Les accords russo-turcs sur le terrain et la marginalisation des États-Unis compromettent les plans kurdes pour étendre leur contrôle en Syrie du nord
Mars 2016 : combattants kurdes dans un camp d'entraînement à Rmeilane, ville syrienne au nord de la Syrie (AFP)

Si l’annonce du fragile cessez-le-feu du 30 décembre a apporté quelque répit à la majorité des habitants dans toute la Syrie, le vent a tourné et pris une direction différente pour plusieurs groupes présents dans ce pays déchiré de la guerre.

La trêve, soutenue par la Turquie et la Russie dans leur rôle de garants, implique la reprise à Astana des négociations entre les adversaires, après presque six ans de combats et avant celle, le 8 février, du processus de paix de Genève.

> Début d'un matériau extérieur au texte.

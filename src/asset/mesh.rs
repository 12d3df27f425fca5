use crate::geometry::{Geometry, Vertex};

/// Render-ready geometry owned by the scene's asset cache.
#[derive(Debug, Clone, PartialEq)]
pub struct Mesh {
    vertices: Vec<Vertex>,
    indices: Vec<u32>,
}

impl Mesh {
    pub fn new(vertices: Vec<Vertex>, indices: Vec<u32>) -> Self {
        Self { vertices, indices }
    }

    pub fn vertices(&self) -> &[Vertex] {
        &self.vertices
    }

    pub fn indices(&self) -> &[u32] {
        &self.indices
    }

    pub fn vertex_count(&self) -> usize {
        self.vertices.len()
    }

    /// Points have no index buffer; everything else draws triangles.
    pub fn is_point_list(&self) -> bool {
        self.indices.is_empty()
    }

    pub fn vertex_bytes(&self) -> &[u8] {
        bytemuck::cast_slice(&self.vertices)
    }
}

impl From<Geometry> for Mesh {
    fn from((vertices, indices): Geometry) -> Self {
        Self::new(vertices, indices)
    }
}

Ce cessez-le-feu implique aussi un accord passé entre la Russie et la Turquie et le resserrement de leurs liens, et des conséquences pour les groupes rebelles : la perte du soutien d’Ankara. Cependant, les grands perdants semblent être les Kurdes au nord de la Syrie.

Rapprochement entre Turquie et Russie

Depuis juin 2016, Turquie et Russie ont œuvré à normaliser leurs liens, puisque Moscou a tenté d’accroître son influence dans la région, et parce que de son côté, le président turc Recep Tayyip Erdoğan, cherche une politique alternative plus en accord avec les intérêts stratégiques fondamentaux de son pays en Syrie : contenir les exigences kurdes en faveur d’un État séparé et leur influence le long des frontières de la Turquie.

Jusqu’à récemment, Russie et Turquie étaient adversaires dans ce conflit. La Russie soutient le président syrien, Bachar al-Assad, alors que la Turquie souhaite le voir partir. Pendant que la Russie apportait son appui militaire à Assad, la Turquie, en collaboration avec les États du Golfe, fournissait aux rebelles armes et soutien.

Mais certains développements récents, le plus important étant le cessez-le-feu, ont changé la donne.

« Le cessez-le-feu implique que Russie et Turquie ont passé un accord : la Turquie fermerait ses frontières aux rebelles et ne leur fournirait plus d’aide. En échange, la Russie s’engagerait à faire exploser l’unification des territoires kurdes », explique Fabrice Balanche, professeur associé et directeur de recherche à l’Université Lyon 2.

Suite aux soulèvements syriens en 2011, les Kurdes ont créé aux confins nord du pays trois entités fédérales, rassemblées au sein d’une enclave politique appelée Rojava. Les trois cantons de Cizre, Kobané et Afrin sont majoritairement kurdes, mais comptent aussi des communautés arabes et assyriennes.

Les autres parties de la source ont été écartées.